This weekend, the Mail on Sunday published an interview with Professor Wendy Savage, Press Officer for Doctors for a Woman’s Choice on Abortion and member of Voice for Choice.
The Mail on Sunday chose to focus only on Professor Savage’s comments on ‘sex-selective’ abortion rather than report the majority of the discussion, in order to further their own agenda.
We stand by Professor Savage’s comments that there is no evidence for ‘sex-selective’ abortion taking place in the UK. Like Professor Savage, we believe that information during pregnancy should not be withheld from prospective parents and hold concerns about proposed bans on ‘sex selective’ abortions (as outlined in this letter).
Voice for Choice stands against the sexist devaluation of women in society while recognising that gender equality cannot be achieved by placing additional restrictions on abortion services.
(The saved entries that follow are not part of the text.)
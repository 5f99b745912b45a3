//! sonorose library - audio-reactive rose curve collages

pub mod audio;
pub mod cli;
pub mod clock;
pub mod curve;
mod error;
pub mod features;
pub mod params;
pub mod placement;
pub mod rendering;
pub mod session;
pub mod stats;

pub use error::{Error, Result};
Instead, we believe in protecting women from coercion by making sure that consent procedures are robust and in safeguarding for vulnerable women in cases where it’s needed.
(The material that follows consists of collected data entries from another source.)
#[cfg(test)]
mod tests {
    use super::*;
    use crate::clock::ManualClock;
    use crate::params::{Band, PlacementMode};
    use crate::Error;

    /// Constant readings; optionally refuses to start
    struct FixedSource {
        level: f32,
        bass: f32,
        treble: f32,
        started: bool,
        refuse: bool,
        start_calls: u32,
    }

    impl FixedSource {
        fn new(level: f32) -> Self {
            Self {
                level,
                bass: 25.5,
                treble: 204.0,
                started: false,
                refuse: false,
                start_calls: 0,
            }
        }
    }

    impl AudioSource for FixedSource {
        fn start(&mut self) -> Result<()> {
            self.start_calls += 1;
            if self.refuse {
                return Err(Error::DeviceUnavailable("denied".into()));
            }
            self.started = true;
            Ok(())
        }

        fn is_started(&self) -> bool {
            self.started
        }

        fn read_level(&mut self) -> f32 {
            self.level
        }

        fn read_band_energy(&mut self, band: Band) -> f32 {
            match band {
                Band::Bass => self.bass,
                Band::Treble => self.treble,
                _ => 0.0,
            }
        }
    }

    fn grid_config() -> InstallationConfig {
        let mut config = InstallationConfig::default();
        config.placement.mode = PlacementMode::Grid;
        config
    }

    fn machine(source: FixedSource) -> (SessionMachine<FixedSource, ManualClock>, ManualClock) {
        let clock = ManualClock::new();
        let m = SessionMachine::new(source, clock.clone(), grid_config()).expect("valid config");
        (m, clock)
    }

    const FRAME: Duration = Duration::from_micros(16_667);

    #[test]
    fn test_idle_until_started() {
        let (mut m, clock) = machine(FixedSource::new(0.1));
        for _ in 0..10 {
            clock.advance(FRAME);
            assert_eq!(m.tick(), None);
        }
        assert_eq!(m.state(), SessionState::Idle);
        assert!(!m.source().is_started());
    }

    #[test]
    fn test_device_failure_keeps_idle_and_allows_retry() {
        let mut source = FixedSource::new(0.1);
        source.refuse = true;
        let (mut m, _clock) = machine(source);

        let err = m.start_capture().expect_err("device refused");
        assert!(err.is_retryable());
        assert_eq!(m.state(), SessionState::Idle);

        m.source.refuse = false;
        m.start_capture().expect("retry succeeds");
        assert_eq!(m.state(), SessionState::Recording);
        assert_eq!(m.source().start_calls, 2);
    }

    #[test]
    fn test_full_cycle_with_exit_animation() {
        let (mut m, clock) = machine(FixedSource::new(0.1));
        m.start_capture().expect("source starts");

        let mut entered = Vec::new();
        for _ in 0..(20 * 60) {
            clock.advance(FRAME);
            if let Some(s) = m.tick() {
                entered.push(s);
            }
        }
        assert_eq!(
            entered,
            vec![
                SessionState::Finished,
                SessionState::ExitAnimating,
                SessionState::Idle
            ]
        );
        assert_eq!(m.completed_episodes(), 1);
        let view = m.view();
        assert!(view.shapes.is_empty());
        assert!(view.stats.is_none());
        assert!(view.date_text.is_none());
    }

    #[test]
    fn test_hold_then_idle_without_exit() {
        let clock = ManualClock::new();
        let mut config = grid_config();
        config.timing.exit = None;
        let mut m =
            SessionMachine::new(FixedSource::new(0.1), clock.clone(), config).expect("valid");
        m.start_capture().expect("source starts");

        clock.advance(Duration::from_secs(10));
        assert_eq!(m.tick(), Some(SessionState::Finished));
        clock.advance(Duration::from_millis(4999));
        assert_eq!(m.tick(), None);
        clock.advance(Duration::from_millis(1));
        assert_eq!(m.tick(), Some(SessionState::Idle));
    }

    #[test]
    fn test_finished_holds_collage_and_stats() {
        let (mut m, clock) = machine(FixedSource::new(0.1));
        m.start_capture().expect("source starts");
        for _ in 0..(11 * 60) {
            clock.advance(FRAME);
            m.tick();
        }
        assert_eq!(m.state(), SessionState::Finished);
        let view = m.view();
        assert!(!view.shapes.is_empty());
        assert_eq!(view.date_text, Some("2024/01/01 00:00:00"));
        let stats = view.stats.expect("samples were recorded");
        assert!(stats.sample_count > 500);
        assert!(view.live_params.is_none());
    }

    #[test]
    fn test_no_skip_from_recording_to_idle() {
        let (mut m, clock) = machine(FixedSource::new(0.1));
        m.start_capture().expect("source starts");
        // Even after long stalls, each phase is entered in order, one per tick
        clock.advance(Duration::from_secs(3600));
        assert_eq!(m.tick(), Some(SessionState::Finished));
        clock.advance(Duration::from_secs(3600));
        assert_eq!(m.tick(), Some(SessionState::ExitAnimating));
        assert_eq!(m.tick(), None);
        clock.advance(Duration::from_secs(3600));
        assert_eq!(m.tick(), Some(SessionState::Idle));
    }

    #[test]
    fn test_auto_start_on_loud_input() {
        let clock = ManualClock::new();
        let mut config = grid_config();
        config.timing.trigger = TriggerPolicy::AutoStart { threshold: 0.1 };
        let mut m =
            SessionMachine::new(FixedSource::new(0.02), clock.clone(), config).expect("valid");

        // Manual trigger is not honoured under auto-start
        m.start_capture().expect("ignored, not an error");
        assert_eq!(m.state(), SessionState::Idle);

        clock.advance(FRAME);
        assert_eq!(m.tick(), None);
        assert!(m.source().is_started());

        m.source.level = 0.2;
        clock.advance(FRAME);
        assert_eq!(m.tick(), Some(SessionState::Recording));
    }

    #[test]
    fn test_auto_start_retries_device_on_interval() {
        let clock = ManualClock::new();
        let mut config = grid_config();
        config.timing.trigger = TriggerPolicy::AutoStart { threshold: 0.1 };
        let mut source = FixedSource::new(0.5);
        source.refuse = true;
        let mut m = SessionMachine::new(source, clock.clone(), config).expect("valid");

        for _ in 0..60 {
            clock.advance(FRAME);
            assert_eq!(m.tick(), None);
        }
        assert_eq!(m.source().start_calls, 1);

        m.source.refuse = false;
        clock.advance(Duration::from_secs(2));
        assert_eq!(m.tick(), Some(SessionState::Recording));
        assert_eq!(m.source().start_calls, 2);
    }

    #[test]
    fn test_view_progress_fields() {
        let (mut m, clock) = machine(FixedSource::new(0.1));
        m.start_capture().expect("source starts");
        clock.advance(Duration::from_secs(5));
        m.tick();
        let view = m.view();
        assert_eq!(view.recording_progress, Some(0.5));
        assert!(view.live_params.is_some());
        assert!(view.exit_progress.is_none());
    }

    #[test]
    fn test_exit_progress_tracks_slide() {
        let (mut m, clock) = machine(FixedSource::new(0.1));
        m.start_capture().expect("source starts");
        clock.advance(Duration::from_secs(10));
        assert_eq!(m.tick(), Some(SessionState::Finished));
        assert!(m.view().exit_progress.is_none());

        clock.advance(Duration::from_secs(5));
        assert_eq!(m.tick(), Some(SessionState::ExitAnimating));
        assert_eq!(m.view().exit_progress, Some(0.0));

        clock.advance(Duration::from_secs(1));
        assert_eq!(m.tick(), None);
        assert_eq!(m.view().exit_progress, Some(0.5));

        // Clamped through the trailing hold
        clock.advance(Duration::from_millis(1500));
        assert_eq!(m.tick(), None);
        assert_eq!(m.view().exit_progress, Some(1.0));
        assert!(m.view().recording_progress.is_none());
    }

    #[test]
    fn test_recording_view_carries_raw_level_and_sound_types() {
        let (mut m, clock) = machine(FixedSource::new(0.05));
        m.start_capture().expect("source starts");
        for _ in 0..40 {
            clock.advance(FRAME);
            m.tick();
        }
        let view = m.view();
        // Level before gain; the sample's volume is gained
        assert_eq!(view.level, Some(0.05));
        assert!(view.latest.expect("recorded").volume > 0.05);
        // Treble 204 dominates every reading
        assert!(!view.shapes.is_empty());
        assert!(view.shapes.iter().all(|s| s.kind == SoundType::High));
    }
}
For Professor Savage’s verbatim comments to the Mail on Sunday please see below. These comments were transcribed and arranged under the subheadings below by the Mail on Sunday journalist Stephen Adams and emailed to Professor Savage. We have made a few corrections to the spelling of names and places.
Verbatim comments from Professor Wendy Savage (16th March 2017)
On why abortion needs to be decriminalised.
The current law does not give women the right to choose what happens to their own bodies. It requires them to get the consent of two doctors, which is understandable in the context of 1967, but 50 years on, things have moved on.
The woman needs have the facts, which need to be discussed with her. You need to find out that she’s not under any pressure [to abort] that she is making her own decision and she is not being pushed into it by somebody else. But women are adult human beings – they can make their own minds up. And it’s the woman who tends to look after the child, for the rest of her life.
On what you would like to happen legally
I would like us to do what the Canadians did, which was to remove abortion from criminal statutes. You can control it [abortion] by regulation, like other medical operations and procedures are already done.
On the motion ‘to set up a working party’ [etc] at last year’s BMA ARM
I did it on behalf of the Islington division of the BMA, where I am the chair. It was the third time we had put in a motion like that, in three years.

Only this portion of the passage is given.